As someone who started a website about meditation, spirituality and positive self development, I sometimes feel as if that makes it seem like I have positive thoughts and feelings all the time. But the truth is, I started this website, and I keep it going, because I need this as much as anyone else.
My biggest sources of worry, fear and pessimism have always been around my writing. I have been putting my writing out the world for several years now, with the intention that it be more than a hobby and something I actually get to call a career.
In my path to actualizing my dream, I hit a lot of roadblocks. Rejection. Criticism. Self-doubt. FEAR. When any or all of this comes up, I used to have the knee jerk reaction to either want to bury it or just drown in it. I would feel it come over me like a wave, consuming me until I would eventually drag myself back out through meditation, yoga and long walks. Or, I would completely block it, which means I just buried it, waiting for it to rise up and really knock me on my ass when something (usually small) triggered it in me.
These days, I am practicing something much different. I find it to be very effective, but because it's so foreign, I really have to keep at it, reprogramming this to be my new normal. Now, when those feelings of darkness come up, I think to myself, 'These feelings are natural. They're nothing to be afraid of.'
Then I sit with them and I do... nothing. I don't argue with them. I don't ask them to leave. I just sit with them and remind myself, these feelings came from me, and if I made them, I did so for a reason. If I feel sad it's because something made me feel wounded. If I feel angry it's because something made me feel powerless. If I feel insecure it's because something made me forget who and what I really am.
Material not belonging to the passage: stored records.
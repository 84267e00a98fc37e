use super::*;

impl Grid {
    // === Dimensions ===
    #[inline]
    pub fn width(&self) -> u32 { self.width }

    #[inline]
    pub fn height(&self) -> u32 { self.height }

    #[inline]
    pub fn size(&self) -> usize { self.size }

    // === Index conversion ===
    #[inline]
    pub fn index(&self, x: u32, y: u32) -> usize {
        y as usize * self.width as usize + x as usize
    }

    // === Bounds checking ===
    #[inline]
    pub fn in_bounds(&self, x: i32, y: i32) -> bool {
        x >= 0 && (x as i64) < self.width as i64 && y >= 0 && (y as i64) < self.height as i64
    }

    /// Index of `(x, y)` if it lies on the grid
    #[inline]
    pub fn checked_index(&self, x: i32, y: i32) -> Option<usize> {
        if self.in_bounds(x, y) {
            Some(self.index(x as u32, y as u32))
        } else {
            None
        }
    }
}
And then I start to see the feelings not as my enemy, but as a partner guiding me, in a very intense and immediate way, back to the path of love.
This approach, which I would call accept and neutralize, is counter-intuitive to what my knee jerk reaction is, which is to either reject the feelings or blow them up until they're all I can see.
Accepting and neutralizing doesn't immediately resolve what I'm feeling. But it lessens the intensity, and that is enough that I don't have to hide the feelings or get overwhelmed by them. Once I'm no longer clinging to the darkness out of some fear that I'm actually safer that way, then they start to dissipate and show me why they arose. It's almost magical in how effective it is. But - and this is a big but - it takes patience and trust.
I have to be patient that the feelings will pass, and they always do, and trust that something better is behind them. Sometimes it takes a few hours for them to flow through me. Sometimes a day. The key word here is flow. That's all feelings are. They're emotions in motion. Let them flow, and trust you are always bigger than your darkest feelings. No matter how big they seem, the love and light inside of you is, at all times, the biggest and most powerful part of you.
It's okay to feel sad. It's okay to feel afraid. The sooner we accept that these so-called dark feelings are not only normal, but a natural part of us, the sooner we will feel whole, at ease and empowered.
Next time something happens that really makes you want to breakdown, just try to step back, look at it and think, 'These feelings are natural. They're nothing to be afraid of.'
And they are natural. A range of emotions and reactions to all of life's colorful aspects isn't just healthy for us. It's a part of who we are, as feeling and perceptive beings.
I find this easiest to do when I combine it with a walk. Moving my body helps to remind me things are always moving within me, even if I can't see it right away. I walk slow, notice the trees, breathe deep, and step back from the intense feelings, gently repeating, These feelings are natural. They're nothing to be afraid of.
If it feels like you're in those feelings all the time, for extended periods and it's all you know anymore, you can still neutralize them and find your way back to the light. It's just going to take some outside help, and it might be time to consider talking to a therapist or somebody who can help you to understand what's happening. This is also natural. I've been there, and I can say that asking for help has saved me more times than I can count.
Whatever it is that feels right for you, just know you're not alone. We all need help at times, we are all works in progress, and we're all in this together.